Background: Corneal perforation is a leading cause of ocular morbidity around the world. It may occur due to trauma to the eye, keratitis, and many other conditions. Any corneal perforation should be treated immediately and promptly to avoid complications and subsequently corneal blindness.
Objective: To describe effectiveness of using autologous Tenon’s tissue along with bandage contact lens to manage corneal perforations less than 3 mm in size.
Methods: Tenon’s patch graft was done in five cases of corneal perforation. Informed consent was obtained from the subjects after explanation of the nature and possible consequences of the study and this study was approved by ethical committee.
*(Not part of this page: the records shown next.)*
//! UI Components
//!
//! Leptos components for the store screen.

mod add_medicine_form;
mod cart_counter;
mod medicine_card;

pub use add_medicine_form::AddMedicineForm;
pub use cart_counter::CartCounter;
pub use medicine_card::MedicineCard;
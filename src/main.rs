//! EcoMed Store Frontend Entry Point

mod app;
mod components;
mod logging;
mod store;

use app::App;
use ecomed_catalog::StoreConfig;
use leptos::prelude::*;

/// Store settings bundled with the build
const STORE_CONFIG: &str = include_str!("../config/store.json");

fn main() {
    console_error_panic_hook::set_once();

    let (config, config_error) = match StoreConfig::from_json(STORE_CONFIG) {
        Ok(config) => (config, None),
        Err(err) => (StoreConfig::default(), Some(err)),
    };
    logging::init(&config.log_level);
    if let Some(err) = config_error {
        log::warn!("Falling back to default store config: {}", err);
    }

    mount_to_body(move || view! { <App config=config /> });
}
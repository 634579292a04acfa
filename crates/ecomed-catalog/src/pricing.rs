//! Price helpers shared by items and the cart summary.

/// Round to 2 decimal places for currency display.
pub fn round2(value: f64) -> f64 {
    (value * 100.0).round() / 100.0
}

/// Price after applying a percentage discount. Not rounded.
pub fn discounted(price: f64, discount: f64) -> f64 {
    price * (1.0 - discount / 100.0)
}

/// Render an amount as `{symbol}{value:.2}`, e.g. `₹90.00`.
pub fn format_amount(symbol: &str, value: f64) -> String {
    format!("{}{:.2}", symbol, value)
}

/// Render a stored amount as-is, e.g. `₹20` or `₹12.5`.
pub fn format_raw(symbol: &str, value: f64) -> String {
    format!("{}{}", symbol, value)
}
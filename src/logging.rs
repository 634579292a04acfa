//! Console Logger
//!
//! Forwards `log` records to the browser devtools console.

use log::{Level, LevelFilter, Log, Metadata, Record};
use wasm_bindgen::JsValue;

struct ConsoleLogger;

static LOGGER: ConsoleLogger = ConsoleLogger;

impl Log for ConsoleLogger {
    fn enabled(&self, metadata: &Metadata) -> bool {
        metadata.level() <= log::max_level()
    }

    fn log(&self, record: &Record) {
        if !self.enabled(record.metadata()) {
            return;
        }
        let line = JsValue::from_str(&format_record(record));
        match record.level() {
            Level::Error => web_sys::console::error_1(&line),
            Level::Warn => web_sys::console::warn_1(&line),
            Level::Info => web_sys::console::info_1(&line),
            Level::Debug | Level::Trace => web_sys::console::debug_1(&line),
        }
    }

    fn flush(&self) {}
}

fn format_record(record: &Record) -> String {
    format!("[{}] {}: {}", record.level(), record.target(), record.args())
}

/// Level filter from a config name; unknown names mean `info`
fn parse_level(name: &str) -> LevelFilter {
    name.trim().parse().unwrap_or(LevelFilter::Info)
}

/// Install the console logger. Later calls are ignored.
pub fn init(level: &str) {
    if log::set_logger(&LOGGER).is_ok() {
        log::set_max_level(parse_level(level));
    }
}
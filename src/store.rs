//! Store Screen State
//!
//! Uses Leptos reactive_stores for fine-grained reactivity. All behavior
//! lives in `ecomed_catalog`; these helpers only route UI events to it.

use ecomed_catalog::{AddItemForm, Catalog, StoreConfig};
use leptos::prelude::*;
use reactive_stores::Store;

/// State for the pharmacy store screen
#[derive(Clone, Debug, Default, Store)]
pub struct AppState {
    /// Medicines and their selection flags
    pub catalog: Catalog,
    /// The "Add New Medicine" modal
    pub form: AddItemForm,
    pub config: StoreConfig,
}

impl AppState {
    /// Fresh screen state with seeded demo items
    pub fn new(config: StoreConfig) -> Self {
        Self {
            catalog: Catalog::seeded(&config, &mut rand::thread_rng()),
            form: AddItemForm::default(),
            config,
        }
    }
}

/// Type alias for the store
pub type AppStore = Store<AppState>;

/// Get the app store from context
pub fn use_app_store() -> AppStore {
    expect_context::<AppStore>()
}

// ========================
// Store Helper Functions
// ========================

/// Flip the "Add to Cart" state of an item
pub fn store_toggle_item(store: &AppStore, item_id: u32) {
    store.catalog().write().toggle_selected(item_id);
}

/// Submit the add-item form against the catalog
pub fn store_submit_form(store: &AppStore) -> Option<u32> {
    let mut state = store.write();
    let AppState { catalog, form, .. } = &mut *state;
    form.submit(catalog)
}
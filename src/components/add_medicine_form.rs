//! Add Medicine Form Component
//!
//! Modal form for adding a medicine to the catalog, with inline
//! per-field validation messages.

use ecomed_catalog::{Draft, DraftField};
use leptos::prelude::*;

use crate::store::{store_submit_form, use_app_store, AppStateStoreFields};

/// Modal overlay shown while the add-item form is open
#[component]
pub fn AddMedicineForm() -> impl IntoView {
    let store = use_app_store();

    let submit = move |ev: web_sys::SubmitEvent| {
        ev.prevent_default();
        store_submit_form(&store);
    };

    // Clicks on the backdrop itself (not the dialog) close an untouched form
    let overlay_click = move |ev: web_sys::MouseEvent| {
        if ev.target() == ev.current_target() {
            store.form().write().dismiss();
        }
    };

    view! {
        <Show when=move || store.form().read().open>
            <div class="modal-overlay" on:click=overlay_click>
                <div class="modal">
                    <h2>"Add New Medicine"</h2>
                    <form class="add-medicine-form" on:submit=submit>
                        <DraftInput
                            label="Medicine Name *"
                            input_type="text"
                            field=DraftField::Name
                            value=|draft: &Draft| draft.name.clone()
                            set_value=|draft: &mut Draft, value: String| draft.name = value
                        />

                        <div class="form-row">
                            <DraftInput
                                label="Price *"
                                input_type="number"
                                field=DraftField::Price
                                value=|draft: &Draft| draft.price.clone()
                                set_value=|draft: &mut Draft, value: String| draft.price = value
                            />
                            <DraftInput
                                label="Discount (%)"
                                input_type="number"
                                field=DraftField::Discount
                                value=|draft: &Draft| draft.discount.clone()
                                set_value=|draft: &mut Draft, value: String| draft.discount = value
                            />
                        </div>

                        <DraftInput
                            label="Image URL"
                            input_type="url"
                            placeholder="https://example.com/image.jpg"
                            value=|draft: &Draft| draft.image.clone()
                            set_value=|draft: &mut Draft, value: String| draft.image = value
                        />

                        <div class="form-actions">
                            <button type="button" class="cancel-btn" on:click=move |_| store.form().write().cancel()>
                                "Cancel"
                            </button>
                            <button type="submit" class="submit-btn">"Add Medicine"</button>
                        </div>
                    </form>

                    <Show when=move || !store.form().read().draft.is_empty()>
                        <p class="dismiss-hint">"Click outside to cancel (only when form is empty)"</p>
                    </Show>
                </div>
            </div>
        </Show>
    }
}

/// Labeled input bound to one draft field
#[component]
fn DraftInput(
    label: &'static str,
    input_type: &'static str,
    /// Field whose validation message is shown under the input
    #[prop(optional)]
    field: Option<DraftField>,
    #[prop(optional)] placeholder: &'static str,
    value: fn(&Draft) -> String,
    set_value: fn(&mut Draft, String),
) -> impl IntoView {
    let store = use_app_store();
    let error = move || {
        field.and_then(|field| store.form().read().error(field).map(str::to_string))
    };

    view! {
        <div class="form-field">
            <label>{label}</label>
            <input
                type=input_type
                placeholder=placeholder
                class=move || if error().is_some() { "form-input invalid" } else { "form-input" }
                prop:value=move || value(&store.form().read().draft)
                on:input=move |ev| set_value(&mut store.form().write().draft, event_target_value(&ev))
            />
            {move || error().map(|message| view! { <p class="field-error">{message}</p> })}
        </div>
    }
}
Results: Of the five patients the first patient she showed good integration of the Tenon’s Patch Graft (TPG). She had a vision of Perception of Light+ and accurate projection of rays after a period of 5 months post procedure. The wound healed with a glaucomatous scar. Case two had a vision of counting fingers close to face after five months. Case three showed good integration of the TPG. He had a vision of 6/60 accurate after a period of three months post procedure. In case four anterior chamber was shallow, post patch integrity was not maintained. Patient was later considered for penetrating keratoplasty. Case five showed integration of TPG after one week postop with vision counting fingers at 6 meters.
Conclusion: We conclude that Tenon's Patch Graft with bandage contact lens is an effective technique in the treatment of corneal perforations. Using this, the integrity of the eyeball can be maintained without any danger of graft rejection since the tissue is autologous. This technique can be used effectively in places where resources are scant.